### THE TASK
The records below must be transcribed exactly.
[DATASET RECORDS Boundary: Start]
//! Prompt-templated completion pipeline for loaded documents.
//!
//! This crate provides the [`Orchestrator`] type which turns normalized
//! documents into completion requests, sends them through a [`Brain`], and
//! reports either the model output with token usage and an estimated cost,
//! or a readable failure.
//!
//! # Features
//!
//! - Fixed prompt template and model parameters per [`Task`]
//! - Hard per-document character ceilings before anything is sent
//! - Retry with backoff for transient service errors
//! - Sequential batch runs that survive per-document failures
//! - Timestamped JSON and plain-text report writers
//!
//! # Architecture
//!
//! ```text
//! path ──► doc_loader::load ──► NormalizedDocument
//!                                     │
//!                                     ▼
//! ┌─────────────────────────────────────────────────────────────┐
//! │                      ORCHESTRATOR                           │
//! │                                                             │
//! │  1. Check document count against the task                   │
//! │  2. Truncate each segment, fill the task template           │
//! │  3. Call the brain (retrying transient errors)              │
//! │  4. Price token usage                                       │
//! └─────────────────────────────────────────────────────────────┘
//!                                     │
//!                                     ▼
//!                  CompletionResult ──► BatchRun ──► report files
//! ```
//!
//! # Example
//!
//! ```rust,ignore
//! use orchestrator::{Orchestrator, Task};
//! use openai_brain::OpenAiBrain;
//!
//! #[tokio::main]
//! async fn main() -> Result<(), Box<dyn std::error::Error>> {
//!     let orchestrator = Orchestrator::new(OpenAiBrain::from_env()?);
//!     let doc = doc_loader::load("report.pdf")?;
//!
//!     let result = orchestrator
//!         .complete_document(Task::ExecutiveSummary, &doc)
//!         .await;
//!     if let Some(output) = result.output() {
//!         println!("{}", output.output_text);
//!     }
//!     Ok(())
//! }
//! ```

mod batch;
mod error;
mod orchestrator;
mod prompt;
mod report;
mod result;
mod sections;
mod task;

// Public exports
pub use batch::{collect_batch_files, run_batch, BatchRun, DocumentOutcome, DocumentRecord, FailureStage};
pub use error::{PromptError, ReportError};
pub use orchestrator::Orchestrator;
pub use prompt::{build_request, truncate, Segment};
pub use report::{
    format_cost, render_batch_json, render_batch_report, render_comparison_report,
    render_export_json, render_synthesis_report, timestamped_filename, write_batch_json,
    write_batch_report, write_comparison_report, write_export_json, write_synthesis_report,
};
pub use result::{CompletionOutput, CompletionResult};
pub use sections::parse_sections;
pub use task::{Arity, Task, TaskSpec};

// Re-export commonly used types from dependencies
pub use brain_core::{Brain, BrainError, PriceTable, RetryPolicy};
pub use doc_loader::{DocumentFormat, LoadError, NormalizedDocument};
[DATASET RECORDS Boundary: End]
### RESPONSE TO THE EXERCISE
//! Prompt-templated completion pipeline for loaded documents.
//!
//! This crate provides the [`Orchestrator`] type which turns normalized
//! documents into completion requests, sends them through a [`Brain`], and
//! reports either the model output with token usage and an estimated cost,
//! or a readable failure.
//!
//! # Features
//!
//! - Fixed prompt template and model parameters per [`Task`]
//! - Hard per-document character ceilings before anything is sent
//! - Retry with backoff for transient service errors
//! - Sequential batch runs that survive per-document failures
//! - Timestamped JSON and plain-text report writers
//!
//! # Architecture
//!
//! ```text
//! path ──► doc_loader::load ──► NormalizedDocument
//!                                     │
//!                                     ▼
//! ┌─────────────────────────────────────────────────────────────┐
//! │                      ORCHESTRATOR                           │
//! │                                                             │
//! │  1. Check document count against the task                   │
//! │  2. Truncate each segment, fill the task template           │
//! │  3. Call the brain (retrying transient errors)              │
//! │  4. Price token usage                                       │
//! └─────────────────────────────────────────────────────────────┘
//!                                     │
//!                                     ▼
//!                  CompletionResult ──► BatchRun ──► report files
//! ```
//!
//! # Example
//!
//! ```rust,ignore
//! use orchestrator::{Orchestrator, Task};
//! use openai_brain::OpenAiBrain;
//!
//! #[tokio::main]
//! async fn main() -> Result<(), Box<dyn std::error::Error>> {
//!     let orchestrator = Orchestrator::new(OpenAiBrain::from_env()?);
//!     let doc = doc_loader::load("report.pdf")?;
//!
//!     let result = orchestrator
//!         .complete_document(Task::ExecutiveSummary, &doc)
//!         .await;
//!     if let Some(output) = result.output() {
//!         println!("{}", output.output_text);
//!     }
//!     Ok(())
//! }
//! ```

mod batch;
mod error;
mod orchestrator;
mod prompt;
mod report;
mod result;
mod sections;
mod task;

// Public exports
pub use batch::{collect_batch_files, run_batch, BatchRun, DocumentOutcome, DocumentRecord, FailureStage};
pub use error::{PromptError, ReportError};
pub use orchestrator::Orchestrator;
pub use prompt::{build_request, truncate, Segment};
pub use report::{
    format_cost, render_batch_json, render_batch_report, render_comparison_report,
    render_export_json, render_synthesis_report, timestamped_filename, write_batch_json,
    write_batch_report, write_comparison_report, write_export_json, write_synthesis_report,
};
pub use result::{CompletionOutput, CompletionResult};
pub use sections::parse_sections;
pub use task::{Arity, Task, TaskSpec};

// Re-export commonly used types from dependencies
pub use brain_core::{Brain, BrainError, PriceTable, RetryPolicy};
pub use doc_loader::{DocumentFormat, LoadError, NormalizedDocument};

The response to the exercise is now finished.